Through the last line of the entries, please copy every line exactly, starting with the one that contains "self.coordinator.connectivity()".

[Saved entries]

_____

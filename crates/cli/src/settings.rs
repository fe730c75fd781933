// crates/cli/src/settings.rs
//! Maps the file configuration onto the network crate's runtime types

use courier_config::Config;
use courier_network::{CacheConfig, ClientConfig, RetryPolicy, UploadConfig};
use std::time::Duration;

pub fn client_config(config: &Config) -> ClientConfig {
    let request = &config.request;
    let retry_policy = RetryPolicy::new(request.retries)
        .with_retry_delay(Duration::from_millis(request.retry_delay_ms))
        .with_max_delay(Duration::from_millis(request.max_retry_delay_ms));

    ClientConfig {
        base_url: request.base_url.clone(),
        timeout: Duration::from_millis(request.timeout_ms),
        user_agent: request.user_agent.clone(),
        max_concurrent: request.max_concurrent,
        retry_policy,
        deduplicate: request.deduplicate,
        cache: CacheConfig {
            enabled: config.cache.enabled,
            max_size: config.cache.max_size,
            default_ttl: Duration::from_millis(config.cache.default_ttl_ms),
        },
        ..ClientConfig::default()
    }
}

pub fn upload_config(config: &Config) -> UploadConfig {
    let upload = &config.upload;
    UploadConfig {
        chunk_size: upload.chunk_size,
        concurrent_chunks: upload.concurrent_chunks,
        fingerprint_prefix_bytes: upload.fingerprint_prefix_bytes,
        check_path: upload.check_path.clone(),
        chunk_path: upload.chunk_path.clone(),
        merge_path: upload.merge_path.clone(),
        ..UploadConfig::default()
    }
}
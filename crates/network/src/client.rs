// crates/network/src/client.rs
//! Verb-level HTTP client over the request coordinator

use crate::cache::{CacheConfig, CacheStats, ResponseCache};
use crate::connectivity::ConnectivityMonitor;
use crate::coordinator::{RequestCoordinator, RequestStats};
use crate::descriptor::{apply_query, resolve_url, RequestDescriptor, RetryOptions};
use crate::error::{ErrorKind, NetworkError, NetworkResult};
use crate::reqwest_transport::ReqwestTransport;
use crate::transport::{RequestBody, Transport, TransportResponse, Verb};
use courier_resilience::{CancellationToken, RetryPolicy};
use serde::de::DeserializeOwned;
use serde_json::Value;
use std::collections::BTreeMap;
use std::sync::Arc;
use std::time::Duration;

/// HTTP client configuration
#[derive(Debug, Clone)]
pub struct ClientConfig {
    /// Prefix for relative request urls
    pub base_url: Option<String>,
    /// Per-attempt timeout
    pub timeout: Duration,
    /// User agent string
    pub user_agent: String,
    /// Maximum redirects to follow
    pub max_redirects: usize,
    /// Simultaneous transport calls
    pub max_concurrent: usize,
    /// Retry policy used when a request does not bring its own
    pub retry_policy: RetryPolicy,
    /// Default for collapsing identical concurrent requests
    pub deduplicate: bool,
    /// Headers sent with every request
    pub default_headers: BTreeMap<String, String>,
    pub cache: CacheConfig,
}

impl Default for ClientConfig {
    fn default() -> Self {
        Self {
            base_url: None,
            timeout: Duration::from_secs(30),
            user_agent: format!("Courier/{}", env!("CARGO_PKG_VERSION")),
            max_redirects: 10,
            max_concurrent: 6,
            retry_policy: RetryPolicy::default(),
            deduplicate: true,
            default_headers: BTreeMap::new(),
            cache: CacheConfig::default(),
        }
    }
}

/// Per-request overrides; unset fields fall back to [`ClientConfig`]
#[derive(Debug, Clone, Default)]
pub struct RequestOptions {
    pub enable_cache: Option<bool>,
    pub cache_ttl: Option<Duration>,
    pub retry: Option<RetryOptions>,
    pub deduplicate: Option<bool>,
    pub headers: BTreeMap<String, String>,
    pub timeout: Option<Duration>,
    pub cancel: Option<CancellationToken>,
}

impl RequestOptions {
    pub fn new() -> Self {
        Self::default()
    }

    pub fn enable_cache(mut self, enable: bool) -> Self {
        self.enable_cache = Some(enable);
        self
    }

    pub fn cache_ttl(mut self, ttl: Duration) -> Self {
        self.cache_ttl = Some(ttl);
        self
    }

    pub fn retry(mut self, retry: RetryOptions) -> Self {
        self.retry = Some(retry);
        self
    }

    pub fn deduplicate(mut self, deduplicate: bool) -> Self {
        self.deduplicate = Some(deduplicate);
        self
    }

    pub fn header(mut self, name: impl Into<String>, value: impl Into<String>) -> Self {
        self.headers.insert(name.into(), value.into());
        self
    }

    pub fn timeout(mut self, timeout: Duration) -> Self {
        self.timeout = Some(timeout);
        self
    }

    pub fn cancel_token(mut self, cancel: CancellationToken) -> Self {
        self.cancel = Some(cancel);
        self
    }
}

/// HTTP client with deduplication, caching, bounded concurrency and retry
///
/// Construct one per application and hand out clones; they share the
/// cache and the concurrency budget.
#[derive(Clone)]
pub struct HttpClient {
    config: Arc<ClientConfig>,
    coordinator: RequestCoordinator,
}

impl HttpClient {
    /// Creates a client backed by reqwest
    pub fn new(config: ClientConfig) -> NetworkResult<Self> {
        let transport =
            ReqwestTransport::new(&config.user_agent, config.max_redirects, config.timeout)?;
        Ok(Self::with_transport(config, Arc::new(transport)))
    }

    /// Creates a client over any transport
    pub fn with_transport(config: ClientConfig, transport: Arc<dyn Transport>) -> Self {
        let coordinator = RequestCoordinator::new(
            transport,
            ResponseCache::from_config(&config.cache),
            ConnectivityMonitor::new(),
            config.max_concurrent,
        );

        Self {
            config: Arc::new(config),
            coordinator,
        }
    }

    pub fn config(&self) -> &ClientConfig {
        &self.config
    }

    pub async fn get(
        &self,
        url: &str,
        params: Option<Value>,
        options: RequestOptions,
    ) -> NetworkResult<TransportResponse> {
        self.request(Verb::Get, url, params, options).await
    }

    pub async fn post(
        &self,
        url: &str,
        data: Option<Value>,
        options: RequestOptions,
    ) -> NetworkResult<TransportResponse> {
        self.request(Verb::Post, url, data, options).await
    }

    pub async fn put(
        &self,
        url: &str,
        data: Option<Value>,
        options: RequestOptions,
    ) -> NetworkResult<TransportResponse> {
        self.request(Verb::Put, url, data, options).await
    }

    pub async fn patch(
        &self,
        url: &str,
        data: Option<Value>,
        options: RequestOptions,
    ) -> NetworkResult<TransportResponse> {
        self.request(Verb::Patch, url, data, options).await
    }

    pub async fn delete(
        &self,
        url: &str,
        params: Option<Value>,
        options: RequestOptions,
    ) -> NetworkResult<TransportResponse> {
        self.request(Verb::Delete, url, params, options).await
    }

    pub async fn head(
        &self,
        url: &str,
        params: Option<Value>,
        options: RequestOptions,
    ) -> NetworkResult<TransportResponse> {
        self.request(Verb::Head, url, params, options).await
    }

    /// GET and decode the body as JSON
    pub async fn get_json<T: DeserializeOwned>(
        &self,
        url: &str,
        params: Option<Value>,
        options: RequestOptions,
    ) -> NetworkResult<T> {
        let response = self.get(url, params, options).await?;
        decode(&response)
    }

    /// POST and decode the body as JSON
    pub async fn post_json<T: DeserializeOwned>(
        &self,
        url: &str,
        data: Option<Value>,
        options: RequestOptions,
    ) -> NetworkResult<T> {
        let response = self.post(url, data, options).await?;
        decode(&response)
    }

    /// Issues `verb` with `data` as the query (GET, HEAD, DELETE) or as a
    /// JSON body (everything else)
    pub async fn request(
        &self,
        verb: Verb,
        url: &str,
        data: Option<Value>,
        options: RequestOptions,
    ) -> NetworkResult<TransportResponse> {
        let mut resolved = resolve_url(self.config.base_url.as_deref(), url)?;

        let body = match data {
            Some(params) if verb.uses_query() => {
                apply_query(&mut resolved, &params)?;
                RequestBody::Empty
            }
            Some(value) => RequestBody::Json(value),
            None => RequestBody::Empty,
        };

        self.send_resolved(verb, resolved.to_string(), body, options).await
    }

    /// Sends an arbitrary body, multipart included
    pub async fn send(
        &self,
        verb: Verb,
        url: &str,
        body: RequestBody,
        options: RequestOptions,
    ) -> NetworkResult<TransportResponse> {
        let resolved = resolve_url(self.config.base_url.as_deref(), url)?;
        self.send_resolved(verb, resolved.to_string(), body, options).await
    }

    async fn send_resolved(
        &self,
        verb: Verb,
        url: String,
        body: RequestBody,
        options: RequestOptions,
    ) -> NetworkResult<TransportResponse> {
        let descriptor = self.describe(verb, url, body, options);
        self.coordinator.execute(descriptor).await
    }

    fn describe(
        &self,
        verb: Verb,
        url: String,
        body: RequestBody,
        options: RequestOptions,
    ) -> RequestDescriptor {
        let config = &self.config;
        let mut builder = RequestDescriptor::builder(verb, url)
            .body(body)
            .headers(config.default_headers.clone())
            .headers(options.headers)
            .cacheable(options.enable_cache.unwrap_or(config.cache.enabled))
            .cache_ttl(options.cache_ttl)
            .deduplicate(options.deduplicate.unwrap_or(config.deduplicate))
            .retry(
                options
                    .retry
                    .unwrap_or_else(|| RetryOptions::new(config.retry_policy.clone())),
            )
            .timeout(options.timeout.unwrap_or(config.timeout));

        if let Some(cancel) = options.cancel {
            builder = builder.cancel_token(cancel);
        }
        builder.build()
    }

    pub fn get_cache_stats(&self) -> CacheStats {
        self.coordinator.cache().stats()
    }

    pub fn get_request_stats(&self) -> RequestStats {
        self.coordinator.stats()
    }

    pub fn clear_cache(&self) {
        self.coordinator.cache().clear();
    }

    /// Drops cached GET responses whose url starts with `url_prefix`
    ///
    /// Relative prefixes are resolved against the base url.
    pub fn invalidate_cache(&self, url_prefix: &str) -> usize {
        let prefix = match resolve_url(self.config.base_url.as_deref(), url_prefix) {
            Ok(url) => url.to_string(),
            Err(_) => url_prefix.to_string(),
        };
        let removed = self
            .coordinator
            .cache()
            .invalidate_prefix(&format!("{} {}", Verb::Get, prefix));
        log::debug!("Invalidated {} cache entries under {}", removed, prefix);
        removed
    }

    /// Reachability signal consulted before every attempt
    pub fn connectivity(&self) -> &ConnectivityMonitor {
        self.coordinator.connectivity()
    }

    /// Probes the connectivity check urls through this client's transport
    pub async fn probe_connectivity(&self) -> bool {
        let transport = self.coordinator.transport();
        self.connectivity().probe(transport.as_ref()).await
    }
}

fn decode<T: DeserializeOwned>(response: &TransportResponse) -> NetworkResult<T> {
    response.json_body().map_err(|e| {
        NetworkError::new(ErrorKind::Unknown, format!("Failed to decode response body: {}", e))
            .with_status(response.status)
    })
}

_____

◆ Task output
        self.coordinator.connectivity()
    }

    /// Probes the connectivity check urls through this client's transport
    pub async fn probe_connectivity(&self) -> bool {
        let transport = self.coordinator.transport();
        self.connectivity().probe(transport.as_ref()).await
    }
}

fn decode<T: DeserializeOwned>(response: &TransportResponse) -> NetworkResult<T> {
    response.json_body().map_err(|e| {
        NetworkError::new(ErrorKind::Unknown, format!("Failed to decode response body: {}", e))
            .with_status(response.status)
    })
}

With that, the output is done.